Parts of this article are taken directly from an article of the same name published by Allen Frances, M.D. Dr. Frances is the author of Saving Normal and a professor emeritus of Duke University School of Medicine’s department of psychiatry.  He was also the chair of the Diagnostic and Statistical Manual of Mental Disorders-IV task force.

It is a topic so important and so relevant that I wanted to share it with as many people as possible. Childhood touches all of us in some way. Whether you have children of your own or have nieces, nephews or cousins, everyone knows a child. There are many who work with children in some way, shape or form. This article eloquently describes the phenomenon of overdiagnosing and turning childhood behavior into a disease.

From my background and standpoint, I see children diagnosed all the time who are behaving in predictable and normal ways given their circumstances. Bad or disruptive behavior in relation to inconsistent discipline, anxiety and attention problems in response to family upheaval and depression due to the same. Choosing to medicate these and label the child with a disorder follows them the rest of their lives, especially if that label indicates mental illness. The child who believes he or she is mentally ill feels differently about themselves than the child who is told they are having a normal reaction to what is going on in their lives and that it can be worked on.

Dr. Frances starts by saying:

” Unless we soon come to our senses, the United States may indeed become a dystopia of overdiagnosed mental illness, starting with early childhood.  Already one in five adults takes psychotropic medication on a daily basis; one in four of us has qualified for a psychiatric diagnosis in the last year; and half of us will have been diagnosed with a mental disorder at some point in our lifetime.”

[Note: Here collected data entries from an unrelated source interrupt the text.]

//! The prediction surface: one request in, a list of image paths out.

use std::env;
use std::path::{Path, PathBuf};

use image::{io::Reader as ImageReader, DynamicImage};
use rand::Rng;
use rayon::prelude::*;

use crate::{resize_to_area, Error, Img2ImgOptions, Img2ImgPipeline, SchedulerKind};

/// The default pixel-area budget for input images (1024 × 768). Larger inputs are downscaled
/// before inference to bound memory and compute cost; see
/// [`resize_to_area`](crate::resize_to_area).
pub const DEFAULT_MAX_IMAGE_AREA: u64 = 786_432;

/// Parameters for a single prediction.
///
/// Defaults mirror the hosted surface of the model: a conservative denoising strength so outputs
/// stay close to the reference image, 25 steps, and classifier-free guidance at 7.0.
#[derive(Debug, Clone)]
pub struct PredictionRequest {
	/// Input prompt.
	pub prompt: String,
	/// Input negative prompt.
	pub negative_prompt: String,
	/// Path of the initial image to generate variations of.
	pub image: PathBuf,
	/// Prompt strength when providing the image. 1.0 corresponds to full destruction of the
	/// information in the initial image. Must be within `[0, 1]`.
	pub prompt_strength: f32,
	/// Number of images to output, 1 to 8. Higher numbers of outputs may exhaust device memory, as
	/// all outputs are generated in a single batched invocation.
	pub num_outputs: usize,
	/// Number of denoising steps, 1 to 500.
	pub num_inference_steps: usize,
	/// Scale for classifier-free guidance, 1 to 20.
	pub guidance_scale: f32,
	/// The scheduler to sample with.
	pub scheduler: SchedulerKind,
	/// Random seed; leave `None` to draw a random one. The drawn seed is logged so a run can be
	/// reproduced.
	pub seed: Option<u64>,
	/// Maximum input image size, in pixels; if the image exceeds it, it will be downscaled.
	pub max_image_size: u64
}

impl PredictionRequest {
	/// A request for the given input image, with every other parameter at its default.
	pub fn new(image: impl Into<PathBuf>) -> Self {
		Self {
			prompt: "masterpiece, best quality, ultra detailed".to_string(),
			negative_prompt: "lowres, bad anatomy, bad hands, worst quality, blurry".to_string(),
			image: image.into(),
			prompt_strength: 0.26,
			num_outputs: 1,
			num_inference_steps: 25,
			guidance_scale: 7.0,
			scheduler: SchedulerKind::default(),
			seed: None,
			max_image_size: DEFAULT_MAX_IMAGE_AREA
		}
	}
}

/// The serving context: owns a loaded [`Img2ImgPipeline`] for the life of the process and runs one
/// prediction per call, writing outputs as `out-0.png`, `out-1.png`, … in its output directory
/// (the system temporary directory unless overridden).
pub struct Predictor<P> {
	pipeline: P,
	output_dir: PathBuf
}

impl<P: Img2ImgPipeline + Sync> Predictor<P> {
	/// Creates a predictor around an already-loaded pipeline.
	pub fn new(pipeline: P) -> Self {
		Self {
			pipeline,
			output_dir: env::temp_dir()
		}
	}

	/// Sets the directory output images are written to.
	pub fn with_output_dir(mut self, output_dir: impl Into<PathBuf>) -> Self {
		self.output_dir = output_dir.into();
		self
	}

	/// The directory output images are written to.
	pub fn output_dir(&self) -> &Path {
		&self.output_dir
	}

	/// Runs a single prediction, returning the paths of the generated images in output order.
	///
	/// The input image is decoded, converted to RGB, and downscaled to the request's pixel-area
	/// budget before being handed to the pipeline; all `num_outputs` images are generated in one
	/// batched pipeline invocation.
	///
	/// # Errors
	/// Parameter and input-image validation failures are reported as the corresponding [`Error`]
	/// variants; pipeline failures are passed through as [`Error::Pipeline`] without retry.
	pub fn predict(&self, request: &PredictionRequest) -> Result<Vec<PathBuf>, Error> {
		validate(request)?;

		let seed = request.seed.unwrap_or_else(|| rand::thread_rng().gen::<u64>());
		tracing::info!(seed, "using seed");

		let image = ImageReader::open(&request.image)
			.map_err(|e| Error::ImageLoad {
				path: request.image.clone(),
				source: image::ImageError::IoError(e)
			})?
			.decode()
			.map_err(|e| Error::ImageLoad {
				path: request.image.clone(),
				source: e
			})?;
		let image = DynamicImage::ImageRgb8(image.to_rgb8());
		let image = resize_to_area(image, request.max_image_size)?;

		let mut scheduler = request.scheduler.scheduler().map_err(Error::Pipeline)?;
		let options = Img2ImgOptions::default()
			.with_prompts(request.prompt.clone(), request.negative_prompt.clone())
			.with_image(image)
			.with_strength(request.prompt_strength)
			.with_steps(request.num_inference_steps)
			.with_guidance_scale(request.guidance_scale)
			.with_num_images(request.num_outputs)
			.with_seed(seed)
			.callback_progress(|step, timestep| {
				tracing::debug!(step, timestep, "denoising");
				true
			});

		let images = self.pipeline.img2img(&options, &mut scheduler).map_err(Error::Pipeline)?;

		images
			.par_iter()
			.enumerate()
			.map(|(i, image)| {
				let path = self.output_dir.join(format!("out-{i}.png"));
				image.clone().into_rgb8().save(&path).map_err(|e| Error::ImageSave {
					path: path.clone(),
					source: e
				})?;
				Ok(path)
			})
			.collect::<Result<Vec<_>, Error>>()
	}
}

fn validate(request: &PredictionRequest) -> Result<(), Error> {
	if !(1..=8).contains(&request.num_outputs) {
		return Err(Error::InvalidParameter {
			name: "num_outputs",
			value: request.num_outputs.to_string(),
			expected: "between 1 and 8"
		});
	}
	if !(1..=500).contains(&request.num_inference_steps) {
		return Err(Error::InvalidParameter {
			name: "num_inference_steps",
			value: request.num_inference_steps.to_string(),
			expected: "between 1 and 500"
		});
	}
	if !(1.0..=20.0).contains(&request.guidance_scale) {
		return Err(Error::InvalidParameter {
			name: "guidance_scale",
			value: request.guidance_scale.to_string(),
			expected: "between 1 and 20"
		});
	}
	if !(0.0..=1.0).contains(&request.prompt_strength) {
		return Err(Error::InvalidParameter {
			name: "prompt_strength",
			value: request.prompt_strength.to_string(),
			expected: "between 0 and 1"
		});
	}
	if request.max_image_size == 0 {
		return Err(Error::InvalidParameter {
			name: "max_image_size",
			value: request.max_image_size.to_string(),
			expected: "a positive pixel count"
		});
	}
	Ok(())
}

“The statistics for children and teenagers are even more alarming: A recent study found that by age 21, 81 percent of American kids could be labeled with a mental disorder-if they are evaluated often enough and with sufficient diagnostic ardor.”

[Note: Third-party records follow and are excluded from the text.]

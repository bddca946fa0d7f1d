// Copyright 2022-2023 pyke.io
//
// Licensed under the Apache License, Version 2.0 (the "License");
// you may not use this file except in compliance with the License.
// You may obtain a copy of the License at
//
// 	http://www.apache.org/licenses/LICENSE-2.0
//
// Unless required by applicable law or agreed to in writing, software
// distributed under the License is distributed on an "AS IS" BASIS,
// WITHOUT WARRANTIES OR CONDITIONS OF ANY KIND, either express or implied.
// See the License for the specific language governing permissions and
// limitations under the License.

use image::{imageops::FilterType, DynamicImage, GenericImageView};

use crate::Error;

/// Downscales an image so that its pixel count does not exceed `max_area`, preserving its aspect
/// ratio up to integer rounding.
///
/// Images already within the budget are returned unchanged (no resample, no copy). Otherwise the
/// target width is `round(sqrt(w / h * max_area))` and the target height is re-derived from the
/// budget as `round(max_area / x)`, so rounding error is absorbed into one dimension instead of
/// compounding in both. Both dimensions are clamped to a floor of 1 pixel. Resampling uses Lanczos3.
///
/// # Errors
/// - [`Error::InvalidDimensions`] if the image has a zero width or height
/// - [`Error::InvalidParameter`] if `max_area` is zero
pub fn resize_to_area(image: DynamicImage, max_area: u64) -> Result<DynamicImage, Error> {
	let (width, height) = image.dimensions();
	if width == 0 || height == 0 {
		return Err(Error::InvalidDimensions { width, height });
	}
	if max_area == 0 {
		return Err(Error::InvalidParameter {
			name: "max_area",
			value: max_area.to_string(),
			expected: "a positive pixel count"
		});
	}

	if u64::from(width) * u64::from(height) <= max_area {
		return Ok(image);
	}

	let (x, y) = target_dimensions(width, height, max_area);
	// rounding can leave the target a hair over budget at the same dimensions; resampling again
	// would only degrade the image, so the transform is a fixed point there
	if (x, y) == (width, height) {
		return Ok(image);
	}
	Ok(image.resize_exact(x, y, FilterType::Lanczos3))
}

/// Solves `x / y = w / h` and `x * y = max_area` for `x`; `y` is then derived from the budget
/// rather than the ratio.
fn target_dimensions(width: u32, height: u32, max_area: u64) -> (u32, u32) {
	let x = (f64::from(width) / f64::from(height) * max_area as f64).sqrt().round().max(1.0);
	let y = (max_area as f64 / x).round().max(1.0);
	(x as u32, y as u32)
}

#[cfg(test)]
mod tests {
	use super::target_dimensions;

	#[test]
	fn target_dimensions_absorb_rounding_into_height() {
		assert_eq!(target_dimensions(1920, 1080, 786_432), (1182, 665));
		assert_eq!(target_dimensions(1080, 1920, 786_432), (665, 1183));
		assert_eq!(target_dimensions(1000, 1000, 786_432), (887, 887));
	}

	#[test]
	fn target_dimensions_floor_at_one_pixel() {
		let (x, y) = target_dimensions(1, 100_000, 16);
		assert!(x >= 1 && y >= 1);
	}
}
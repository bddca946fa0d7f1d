//! Diffusion pipelines.

use std::fmt::Debug;
use std::ops::Deref;

use image::DynamicImage;

mod stable_diffusion;

pub use self::stable_diffusion::{StableDiffusionOptions, StableDiffusionPipeline, PIPELINE_CONFIG_FILENAME};
use crate::schedulers::Scheduler;

/// Text prompt(s) used as input in diffusion pipelines.
#[derive(Debug, Clone, PartialEq, Eq, Default)]
pub struct Prompt(pub(crate) Vec<String>);

impl Prompt {
	/// The same prompt, repeated for each image in a batch.
	pub fn batched(prompt: impl Into<String>, batch_size: usize) -> Self {
		Self(vec![prompt.into(); batch_size])
	}
}

impl Deref for Prompt {
	type Target = Vec<String>;

	fn deref(&self) -> &Self::Target {
		&self.0
	}
}

impl From<&str> for Prompt {
	fn from(value: &str) -> Self {
		Self(vec![value.to_string()])
	}
}

impl From<String> for Prompt {
	fn from(value: String) -> Self {
		Self(vec![value])
	}
}

impl From<Vec<String>> for Prompt {
	fn from(value: Vec<String>) -> Self {
		Self(value)
	}
}

/// Options for a single image-to-image invocation.
///
/// The reference image is expected to have been brought within the caller's pixel-area budget
/// already (see [`resize_to_area`](crate::resize_to_area)); the pipeline will only snap its
/// dimensions down to the nearest multiple of 8, as the latent space requires.
pub struct Img2ImgOptions {
	pub(crate) positive_prompt: String,
	pub(crate) negative_prompt: String,
	pub(crate) reference_image: Option<DynamicImage>,
	/// How much the output departs from the reference image; 1.0 corresponds to full destruction
	/// of the information in the reference.
	pub(crate) strength: f32,
	pub(crate) steps: usize,
	pub(crate) guidance_scale: f32,
	pub(crate) num_images: usize,
	pub(crate) seed: Option<u64>,
	pub(crate) progress_callback: Option<Box<dyn Fn(usize, f32) -> bool>>
}

impl Default for Img2ImgOptions {
	fn default() -> Self {
		Self {
			positive_prompt: String::new(),
			negative_prompt: String::new(),
			reference_image: None,
			strength: 0.26,
			steps: 25,
			guidance_scale: 7.0,
			num_images: 1,
			seed: None,
			progress_callback: None
		}
	}
}

impl Debug for Img2ImgOptions {
	fn fmt(&self, f: &mut std::fmt::Formatter<'_>) -> std::fmt::Result {
		f.debug_struct("Img2ImgOptions")
			.field("positive_prompt", &self.positive_prompt)
			.field("negative_prompt", &self.negative_prompt)
			.field("strength", &self.strength)
			.field("steps", &self.steps)
			.field("guidance_scale", &self.guidance_scale)
			.field("num_images", &self.num_images)
			.field("seed", &self.seed)
			.finish_non_exhaustive()
	}
}

impl Img2ImgOptions {
	/// Set the prompt(s) to use when generating the image.
	pub fn with_prompts(mut self, positive_prompt: impl Into<String>, negative_prompt: impl Into<String>) -> Self {
		self.positive_prompt = positive_prompt.into();
		self.negative_prompt = negative_prompt.into();
		self
	}

	/// Set the reference image to generate variations of.
	pub fn with_image(mut self, image: DynamicImage) -> Self {
		self.reference_image = Some(image);
		self
	}

	/// Set the denoising strength. 1.0 corresponds to full destruction of the information in the
	/// reference image.
	pub fn with_strength(mut self, strength: f32) -> Self {
		self.strength = strength;
		self
	}

	/// The number of steps to take to generate the image. More steps typically yields higher
	/// quality images.
	pub fn with_steps(mut self, steps: usize) -> Self {
		self.steps = steps;
		self
	}

	/// The 'guidance scale' for classifier-free guidance. A lower guidance scale gives the model
	/// more freedom, but the output may not match the prompt. A higher guidance scale means the
	/// model will match the prompt(s) more strictly, but may introduce artifacts.
	pub fn with_guidance_scale(mut self, guidance_scale: f32) -> Self {
		self.guidance_scale = guidance_scale;
		self
	}

	/// The number of images to generate in one batched invocation.
	pub fn with_num_images(mut self, num_images: usize) -> Self {
		self.num_images = num_images;
		self
	}

	/// Set with given seed, so that each run generates the same image.
	pub fn with_seed(mut self, seed: u64) -> Self {
		self.seed = Some(seed);
		self
	}

	/// Use a random seed, so that each run generates a different image.
	pub fn with_random_seed(mut self) -> Self {
		self.seed = None;
		self
	}

	/// A simple callback for reporting progress; called once per denoising step with the step
	/// number and this step's timestep. Return `false` to cancel generation.
	pub fn callback_progress<F>(mut self, callback: F) -> Self
	where
		F: Fn(usize, f32) -> bool + 'static
	{
		self.progress_callback = Some(Box::new(callback));
		self
	}
}

// accessors, for pipeline implementations outside this crate (and mocks in tests)
impl Img2ImgOptions {
	/// The positive prompt.
	pub fn positive_prompt(&self) -> &str {
		&self.positive_prompt
	}

	/// The negative prompt.
	pub fn negative_prompt(&self) -> &str {
		&self.negative_prompt
	}

	/// The reference image, if one has been set.
	pub fn reference_image(&self) -> Option<&DynamicImage> {
		self.reference_image.as_ref()
	}

	/// The denoising strength.
	pub fn strength(&self) -> f32 {
		self.strength
	}

	/// The number of denoising steps.
	pub fn steps(&self) -> usize {
		self.steps
	}

	/// The classifier-free guidance scale.
	pub fn guidance_scale(&self) -> f32 {
		self.guidance_scale
	}

	/// The number of images generated per invocation.
	pub fn num_images(&self) -> usize {
		self.num_images
	}

	/// The seed, if a fixed one has been set.
	pub fn seed(&self) -> Option<u64> {
		self.seed
	}
}

/// An image-to-image diffusion pipeline: the explicitly owned handle to the loaded model state.
///
/// [`StableDiffusionPipeline`] is the ONNX Runtime implementation; tests substitute a mock. A
/// pipeline is constructed once and borrowed for each invocation; there is no global model state.
pub trait Img2ImgPipeline {
	/// Generates `options.num_images` variations of the reference image. Returns images using
	/// float32 buffers; in most cases, you'll want to convert them into RGB8 via `img.into_rgb8()`.
	///
	/// `scheduler` must have been freshly constructed or is otherwise assumed to carry no state
	/// from a previous invocation; `set_timesteps` is driven by the pipeline.
	fn img2img(&self, options: &Img2ImgOptions, scheduler: &mut Scheduler) -> anyhow::Result<Vec<DynamicImage>>;
}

In the past 20 years, the rate of attention deficit hyperactivity disorder (ADHD) diagnoses has tripled-11 percent of all kids in this country now have a diagnosis of ADHD and 6 percent are on daily medication for it. This is particularly extreme among teenage boys-one in five diagnosed, one in 10 medicated. Diagnoses of developmental disorders and childhood bipolar disorder have increased 40-fold over the same time period.

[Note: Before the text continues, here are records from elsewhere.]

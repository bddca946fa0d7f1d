use std::path::PathBuf;

use thiserror::Error;

/// Errors surfaced by [`Predictor::predict`](crate::Predictor::predict).
///
/// Failures raised by the underlying diffusion pipeline are passed through unmodified in
/// [`Error::Pipeline`]; the predictor performs no retries.
#[derive(Debug, Error)]
#[non_exhaustive]
pub enum Error {
	/// The input image has a zero width or height. Rejected up front; the aspect-ratio computation
	/// is undefined for degenerate images.
	#[error("invalid image dimensions {width}x{height}; width and height must both be nonzero")]
	InvalidDimensions {
		/// Width of the rejected image, in pixels.
		width: u32,
		/// Height of the rejected image, in pixels.
		height: u32
	},

	/// A request parameter is outside its accepted range.
	#[error("parameter `{name}` is out of range: got {value}, expected {expected}")]
	InvalidParameter {
		/// Name of the offending parameter.
		name: &'static str,
		/// The rejected value.
		value: String,
		/// Human-readable description of the accepted range.
		expected: &'static str
	},

	/// The input image could not be read or decoded.
	#[error("failed to read input image `{}`: {source}", .path.display())]
	ImageLoad {
		/// Path of the image that could not be read.
		path: PathBuf,
		#[source]
		source: image::ImageError
	},

	/// An output image could not be encoded or written.
	#[error("failed to write output image `{}`: {source}", .path.display())]
	ImageSave {
		/// Path of the image that could not be written.
		path: PathBuf,
		#[source]
		source: image::ImageError
	},

	/// The diffusion pipeline failed. The error is surfaced as-is from the pipeline; see the
	/// source chain for the underlying session error.
	#[error("diffusion pipeline failure: {0}")]
	Pipeline(#[source] anyhow::Error)
}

Dr. Frances states that we are turning childhood into a disease.

He attributes it to “wild and unwarranted diagnoses of normal childhood behavior”. He quotes a study conducted of 1 million Canadian children where the best predictor of an eventual diagnosis of ADHD was a child’s birthday-the youngest boy in the class was almost twice as likely as the oldest to be diagnosed. What boils down to perfectly normal or appropriate developmental immaturity is being labeled as a mental disorder and treated with unnecessary, expensive and potentially harmful pills.

The short-term side effects of ADHD medication can include anxiety, insomnia, reduced appetite, weight loss, stunted growth and increased blood pressure. But no one really knows the long-term impact on development of these medications. The medications for mood disorders such as bipolar disorder also come with the potential for heavy side effects including breast development in boys, lethargy, interfering with learning and weight gain.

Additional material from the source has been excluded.